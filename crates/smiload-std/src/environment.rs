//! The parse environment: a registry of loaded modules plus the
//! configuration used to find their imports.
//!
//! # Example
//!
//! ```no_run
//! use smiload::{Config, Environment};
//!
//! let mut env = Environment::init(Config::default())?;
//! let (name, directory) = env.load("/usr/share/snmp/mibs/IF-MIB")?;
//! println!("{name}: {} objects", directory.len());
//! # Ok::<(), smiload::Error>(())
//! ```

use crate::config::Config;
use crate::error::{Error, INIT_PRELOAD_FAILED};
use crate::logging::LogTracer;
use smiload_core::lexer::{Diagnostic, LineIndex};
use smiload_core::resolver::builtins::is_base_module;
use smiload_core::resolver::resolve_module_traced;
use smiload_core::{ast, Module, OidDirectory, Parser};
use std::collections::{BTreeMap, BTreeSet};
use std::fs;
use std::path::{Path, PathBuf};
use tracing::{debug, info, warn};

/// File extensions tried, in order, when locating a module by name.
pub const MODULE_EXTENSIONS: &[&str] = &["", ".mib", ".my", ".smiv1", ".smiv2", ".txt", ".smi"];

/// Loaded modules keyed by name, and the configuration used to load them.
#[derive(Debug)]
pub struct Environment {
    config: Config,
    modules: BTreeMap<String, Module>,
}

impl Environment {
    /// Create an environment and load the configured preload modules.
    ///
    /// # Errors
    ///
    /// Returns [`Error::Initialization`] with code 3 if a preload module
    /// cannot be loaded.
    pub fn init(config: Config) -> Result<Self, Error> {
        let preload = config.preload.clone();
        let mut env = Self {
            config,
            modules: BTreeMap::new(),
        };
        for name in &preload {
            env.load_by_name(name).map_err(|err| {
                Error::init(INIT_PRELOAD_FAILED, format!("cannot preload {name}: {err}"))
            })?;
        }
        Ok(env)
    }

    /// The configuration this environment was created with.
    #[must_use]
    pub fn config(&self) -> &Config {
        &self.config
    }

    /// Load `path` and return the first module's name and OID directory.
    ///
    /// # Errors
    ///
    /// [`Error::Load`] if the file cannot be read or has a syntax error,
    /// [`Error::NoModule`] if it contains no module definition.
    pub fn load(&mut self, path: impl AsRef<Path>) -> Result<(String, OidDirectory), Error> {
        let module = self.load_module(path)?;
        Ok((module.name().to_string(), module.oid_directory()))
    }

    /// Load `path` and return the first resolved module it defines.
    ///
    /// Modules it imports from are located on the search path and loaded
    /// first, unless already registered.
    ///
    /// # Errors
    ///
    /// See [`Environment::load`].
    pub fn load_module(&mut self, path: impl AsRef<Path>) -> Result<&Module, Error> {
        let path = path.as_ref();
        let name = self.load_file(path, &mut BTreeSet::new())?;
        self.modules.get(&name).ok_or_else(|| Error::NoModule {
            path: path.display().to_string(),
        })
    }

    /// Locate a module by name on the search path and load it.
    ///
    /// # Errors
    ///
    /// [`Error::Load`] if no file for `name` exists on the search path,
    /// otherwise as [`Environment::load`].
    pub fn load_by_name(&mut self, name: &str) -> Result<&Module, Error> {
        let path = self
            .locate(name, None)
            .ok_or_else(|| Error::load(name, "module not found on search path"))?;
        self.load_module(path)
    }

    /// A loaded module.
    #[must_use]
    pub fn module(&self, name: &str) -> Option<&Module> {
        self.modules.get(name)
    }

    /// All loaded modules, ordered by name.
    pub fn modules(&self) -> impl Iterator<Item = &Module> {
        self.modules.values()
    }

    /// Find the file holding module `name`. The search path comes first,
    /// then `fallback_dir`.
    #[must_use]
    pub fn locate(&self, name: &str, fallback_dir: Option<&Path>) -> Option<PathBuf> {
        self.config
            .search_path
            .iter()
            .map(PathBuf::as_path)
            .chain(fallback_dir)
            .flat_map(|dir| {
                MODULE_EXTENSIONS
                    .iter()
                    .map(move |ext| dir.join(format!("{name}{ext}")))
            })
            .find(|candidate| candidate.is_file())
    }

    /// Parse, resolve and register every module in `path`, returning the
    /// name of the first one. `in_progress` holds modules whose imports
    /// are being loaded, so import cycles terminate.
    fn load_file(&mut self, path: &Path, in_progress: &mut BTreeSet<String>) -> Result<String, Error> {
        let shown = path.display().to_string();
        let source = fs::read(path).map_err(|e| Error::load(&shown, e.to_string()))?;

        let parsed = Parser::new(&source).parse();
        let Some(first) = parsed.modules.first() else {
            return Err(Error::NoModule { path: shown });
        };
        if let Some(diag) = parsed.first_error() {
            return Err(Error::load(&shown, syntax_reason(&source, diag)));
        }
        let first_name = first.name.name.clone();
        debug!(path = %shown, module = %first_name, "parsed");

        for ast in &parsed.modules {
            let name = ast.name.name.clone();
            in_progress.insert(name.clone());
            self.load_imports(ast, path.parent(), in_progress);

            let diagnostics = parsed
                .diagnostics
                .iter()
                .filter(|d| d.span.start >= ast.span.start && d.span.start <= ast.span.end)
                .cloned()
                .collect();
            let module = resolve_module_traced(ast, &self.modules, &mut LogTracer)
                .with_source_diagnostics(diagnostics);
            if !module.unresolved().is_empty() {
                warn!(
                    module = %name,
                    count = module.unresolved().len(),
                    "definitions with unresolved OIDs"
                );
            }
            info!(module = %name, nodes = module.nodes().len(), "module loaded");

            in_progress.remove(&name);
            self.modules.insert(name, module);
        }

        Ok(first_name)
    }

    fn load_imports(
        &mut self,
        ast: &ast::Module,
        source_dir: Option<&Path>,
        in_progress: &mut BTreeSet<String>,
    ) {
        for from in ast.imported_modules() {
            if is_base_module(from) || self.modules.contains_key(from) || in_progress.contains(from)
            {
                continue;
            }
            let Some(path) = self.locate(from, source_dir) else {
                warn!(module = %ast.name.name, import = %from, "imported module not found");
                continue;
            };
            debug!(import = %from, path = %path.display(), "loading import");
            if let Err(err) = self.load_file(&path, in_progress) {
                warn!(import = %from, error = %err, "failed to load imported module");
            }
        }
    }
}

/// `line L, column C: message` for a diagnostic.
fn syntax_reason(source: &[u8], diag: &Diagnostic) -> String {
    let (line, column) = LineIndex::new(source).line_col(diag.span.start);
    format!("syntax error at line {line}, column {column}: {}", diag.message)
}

_WORK REQUIRED_:
Each entry above must be printed exactly as written.

_EXPECTED OUTPUT_:
filename crates/smiload-std/src/environment.rs
//! The parse environment: a registry of loaded modules plus the
//! configuration used to find their imports.
//!
//! # Example
//!
//! ```no_run
//! use smiload::{Config, Environment};
//!
//! let mut env = Environment::init(Config::default())?;
//! let (name, directory) = env.load("/usr/share/snmp/mibs/IF-MIB")?;
//! println!("{name}: {} objects", directory.len());
//! # Ok::<(), smiload::Error>(())
//! ```

use crate::config::Config;
use crate::error::{Error, INIT_PRELOAD_FAILED};
use crate::logging::LogTracer;
use smiload_core::lexer::{Diagnostic, LineIndex};
use smiload_core::resolver::builtins::is_base_module;
use smiload_core::resolver::resolve_module_traced;
use smiload_core::{ast, Module, OidDirectory, Parser};
use std::collections::{BTreeMap, BTreeSet};
use std::fs;
use std::path::{Path, PathBuf};
use tracing::{debug, info, warn};

/// File extensions tried, in order, when locating a module by name.
pub const MODULE_EXTENSIONS: &[&str] = &["", ".mib", ".my", ".smiv1", ".smiv2", ".txt", ".smi"];

/// Loaded modules keyed by name, and the configuration used to load them.
#[derive(Debug)]
pub struct Environment {
    config: Config,
    modules: BTreeMap<String, Module>,
}

impl Environment {
    /// Create an environment and load the configured preload modules.
    ///
    /// # Errors
    ///
    /// Returns [`Error::Initialization`] with code 3 if a preload module
    /// cannot be loaded.
    pub fn init(config: Config) -> Result<Self, Error> {
        let preload = config.preload.clone();
        let mut env = Self {
            config,
            modules: BTreeMap::new(),
        };
        for name in &preload {
            env.load_by_name(name).map_err(|err| {
                Error::init(INIT_PRELOAD_FAILED, format!("cannot preload {name}: {err}"))
            })?;
        }
        Ok(env)
    }

    /// The configuration this environment was created with.
    #[must_use]
    pub fn config(&self) -> &Config {
        &self.config
    }

    /// Load `path` and return the first module's name and OID directory.
    ///
    /// # Errors
    ///
    /// [`Error::Load`] if the file cannot be read or has a syntax error,
    /// [`Error::NoModule`] if it contains no module definition.
    pub fn load(&mut self, path: impl AsRef<Path>) -> Result<(String, OidDirectory), Error> {
        let module = self.load_module(path)?;
        Ok((module.name().to_string(), module.oid_directory()))
    }

    /// Load `path` and return the first resolved module it defines.
    ///
    /// Modules it imports from are located on the search path and loaded
    /// first, unless already registered.
    ///
    /// # Errors
    ///
    /// See [`Environment::load`].
    pub fn load_module(&mut self, path: impl AsRef<Path>) -> Result<&Module, Error> {
        let path = path.as_ref();
        let name = self.load_file(path, &mut BTreeSet::new())?;
        self.modules.get(&name).ok_or_else(|| Error::NoModule {
            path: path.display().to_string(),
        })
    }

    /// Locate a module by name on the search path and load it.
    ///
    /// # Errors
    ///
    /// [`Error::Load`] if no file for `name` exists on the search path,
    /// otherwise as [`Environment::load`].
    pub fn load_by_name(&mut self, name: &str) -> Result<&Module, Error> {
        let path = self
            .locate(name, None)
            .ok_or_else(|| Error::load(name, "module not found on search path"))?;
        self.load_module(path)
    }

    /// A loaded module.
    #[must_use]
    pub fn module(&self, name: &str) -> Option<&Module> {
        self.modules.get(name)
    }

    /// All loaded modules, ordered by name.
    pub fn modules(&self) -> impl Iterator<Item = &Module> {
        self.modules.values()
    }

    /// Find the file holding module `name`. The search path comes first,
    /// then `fallback_dir`.
    #[must_use]
    pub fn locate(&self, name: &str, fallback_dir: Option<&Path>) -> Option<PathBuf> {
        self.config
            .search_path
            .iter()
            .map(PathBuf::as_path)
            .chain(fallback_dir)
            .flat_map(|dir| {
                MODULE_EXTENSIONS
                    .iter()
                    .map(move |ext| dir.join(format!("{name}{ext}")))
            })
            .find(|candidate| candidate.is_file())
    }

    /// Parse, resolve and register every module in `path`, returning the
    /// name of the first one. `in_progress` holds modules whose imports
    /// are being loaded, so import cycles terminate.
    fn load_file(&mut self, path: &Path, in_progress: &mut BTreeSet<String>) -> Result<String, Error> {
        let shown = path.display().to_string();
        let source = fs::read(path).map_err(|e| Error::load(&shown, e.to_string()))?;

        let parsed = Parser::new(&source).parse();
        let Some(first) = parsed.modules.first() else {
            return Err(Error::NoModule { path: shown });
        };
        if let Some(diag) = parsed.first_error() {
            return Err(Error::load(&shown, syntax_reason(&source, diag)));
        }
        let first_name = first.name.name.clone();
        debug!(path = %shown, module = %first_name, "parsed");

        for ast in &parsed.modules {
            let name = ast.name.name.clone();
            in_progress.insert(name.clone());
            self.load_imports(ast, path.parent(), in_progress);

            let diagnostics = parsed
                .diagnostics
                .iter()
                .filter(|d| d.span.start >= ast.span.start && d.span.start <= ast.span.end)
                .cloned()
                .collect();
            let module = resolve_module_traced(ast, &self.modules, &mut LogTracer)
                .with_source_diagnostics(diagnostics);
            if !module.unresolved().is_empty() {
                warn!(
                    module = %name,
                    count = module.unresolved().len(),
                    "definitions with unresolved OIDs"
                );
            }
            info!(module = %name, nodes = module.nodes().len(), "module loaded");

            in_progress.remove(&name);
            self.modules.insert(name, module);
        }

        Ok(first_name)
    }

    fn load_imports(
        &mut self,
        ast: &ast::Module,
        source_dir: Option<&Path>,
        in_progress: &mut BTreeSet<String>,
    ) {
        for from in ast.imported_modules() {
            if is_base_module(from) || self.modules.contains_key(from) || in_progress.contains(from)
            {
                continue;
            }
            let Some(path) = self.locate(from, source_dir) else {
                warn!(module = %ast.name.name, import = %from, "imported module not found");
                continue;
            };
            debug!(import = %from, path = %path.display(), "loading import");
            if let Err(err) = self.load_file(&path, in_progress) {
                warn!(import = %from, error = %err, "failed to load imported module");
            }
        }
    }
}

/// `line L, column C: message` for a diagnostic.
fn syntax_reason(source: &[u8], diag: &Diagnostic) -> String {
    let (line, column) = LineIndex::new(source).line_col(diag.span.start);
    format!("syntax error at line {line}, column {column}: {}", diag.message)
}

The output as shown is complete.